### TASK GOAL
Return all of the records exactly.

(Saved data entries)
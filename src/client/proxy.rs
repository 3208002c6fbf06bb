use std::time::Duration;

use async_trait::async_trait;
use reqwest::Client;

use crate::{client::check_status, error::Result};

/// Something that can hand back the bytes behind an image URL as base64.
#[async_trait]
pub trait ProxyApi: Send + Sync {
    async fn fetch_base64(&self, image_url: &str) -> Result<String>;
}

/// Calls the authenticated download proxy route over HTTP.
#[derive(Clone)]
pub struct HttpProxyApi {
    client: Client,
    base_url: String,
    session_token: Option<String>,
}

impl HttpProxyApi {
    pub fn new(base_url: impl Into<String>, timeout: Duration) -> Result<Self> {
        Ok(Self {
            client: Client::builder().timeout(timeout).build()?,
            base_url: base_url.into().trim_end_matches('/').to_string(),
            session_token: None,
        })
    }

    pub fn with_session_token(mut self, token: impl Into<String>) -> Self {
        self.session_token = Some(token.into());
        self
    }

    pub fn download_url(&self, image_url: &str) -> String {
        format!(
            "{}/api/download/{}",
            self.base_url,
            urlencoding::encode(image_url)
        )
    }
}

#[async_trait]
impl ProxyApi for HttpProxyApi {
    async fn fetch_base64(&self, image_url: &str) -> Result<String> {
        let mut request = self.client.get(self.download_url(image_url));
        if let Some(token) = &self.session_token {
            request = request.bearer_auth(token);
        }

        let response = check_status(request.send().await?).await?;
        let payload: String = response.json().await?;
        log::debug!("Proxy returned {} base64 characters", payload.len());
        Ok(payload)
    }
}
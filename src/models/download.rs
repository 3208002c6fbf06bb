use serde::{Deserialize, Serialize};

/// Progress of a single image's download.
#[derive(Debug, Clone, Copy, PartialEq, Eq, Default, Serialize, Deserialize)]
#[serde(rename_all = "lowercase")]
pub enum DownloadState {
    #[default]
    Idle,
    Loading,
    Downloaded,
}

/// Flattened per-slot record the page renders a download button from.
#[derive(Debug, Clone, Copy, PartialEq, Eq, Default, Serialize, Deserialize)]
pub struct DownloadSlot {
    pub loading: bool,
    pub downloaded: bool,
    pub disabled: bool,
}

impl DownloadSlot {
    pub fn is_idle(&self) -> bool {
        !self.loading && !self.downloaded && !self.disabled
    }

    pub fn label(&self) -> &'static str {
        match (self.loading, self.downloaded) {
            (true, false) => "Downloading...",
            (false, true) => "Downloaded",
            _ => "Download",
        }
    }
}

/// Body accepted by the POST download proxy route.
#[derive(Debug, Clone, Default, Serialize, Deserialize)]
pub struct ImageDataRequest {
    #[serde(rename = "imageDataUrl", default)]
    pub image_data_url: Option<String>,
}
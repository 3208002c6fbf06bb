pub mod fetcher;
#[cfg(feature = "server")]
pub mod server;

pub use fetcher::{decode_path_segment, with_https_scheme, ProxyFetcher};
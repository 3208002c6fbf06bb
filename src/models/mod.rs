pub mod download;
pub mod image;

pub use download::*;
pub use image::*;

### TASK OUTPUT
filename src/client/proxy.rs
repository 3208002c6fbf06bb
use std::time::Duration;

use async_trait::async_trait;
use reqwest::Client;

use crate::{client::check_status, error::Result};

/// Something that can hand back the bytes behind an image URL as base64.
#[async_trait]
pub trait ProxyApi: Send + Sync {
    async fn fetch_base64(&self, image_url: &str) -> Result<String>;
}

/// Calls the authenticated download proxy route over HTTP.
#[derive(Clone)]
pub struct HttpProxyApi {
    client: Client,
    base_url: String,
    session_token: Option<String>,
}

impl HttpProxyApi {
    pub fn new(base_url: impl Into<String>, timeout: Duration) -> Result<Self> {
        Ok(Self {
            client: Client::builder().timeout(timeout).build()?,
            base_url: base_url.into().trim_end_matches('/').to_string(),
            session_token: None,
        })
    }

    pub fn with_session_token(mut self, token: impl Into<String>) -> Self {
        self.session_token = Some(token.into());
        self
    }

    pub fn download_url(&self, image_url: &str) -> String {
        format!(
            "{}/api/download/{}",
            self.base_url,
            urlencoding::encode(image_url)
        )
    }
}

#[async_trait]
impl ProxyApi for HttpProxyApi {
    async fn fetch_base64(&self, image_url: &str) -> Result<String> {
        let mut request = self.client.get(self.download_url(image_url));
        if let Some(token) = &self.session_token {
            request = request.bearer_auth(token);
        }

        let response = check_status(request.send().await?).await?;
        let payload: String = response.json().await?;
        log::debug!("Proxy returned {} base64 characters", payload.len());
        Ok(payload)
    }
}
filename src/models/download.rs
repository 3208002c6fbf06bb
use serde::{Deserialize, Serialize};

/// Progress of a single image's download.
#[derive(Debug, Clone, Copy, PartialEq, Eq, Default, Serialize, Deserialize)]
#[serde(rename_all = "lowercase")]
pub enum DownloadState {
    #[default]
    Idle,
    Loading,
    Downloaded,
}

/// Flattened per-slot record the page renders a download button from.
#[derive(Debug, Clone, Copy, PartialEq, Eq, Default, Serialize, Deserialize)]
pub struct DownloadSlot {
    pub loading: bool,
    pub downloaded: bool,
    pub disabled: bool,
}

impl DownloadSlot {
    pub fn is_idle(&self) -> bool {
        !self.loading && !self.downloaded && !self.disabled
    }

    pub fn label(&self) -> &'static str {
        match (self.loading, self.downloaded) {
            (true, false) => "Downloading...",
            (false, true) => "Downloaded",
            _ => "Download",
        }
    }
}

/// Body accepted by the POST download proxy route.
#[derive(Debug, Clone, Default, Serialize, Deserialize)]
pub struct ImageDataRequest {
    #[serde(rename = "imageDataUrl", default)]
    pub image_data_url: Option<String>,
}
repository 3208002c6fbf06bb
pub mod fetcher;
#[cfg(feature = "server")]
pub mod server;

pub use fetcher::{decode_path_segment, with_https_scheme, ProxyFetcher};
repository 3208002c6fbf06bb
filename src/models/mod.rs
pub mod download;
pub mod image;

pub use download::*;
pub use image::*;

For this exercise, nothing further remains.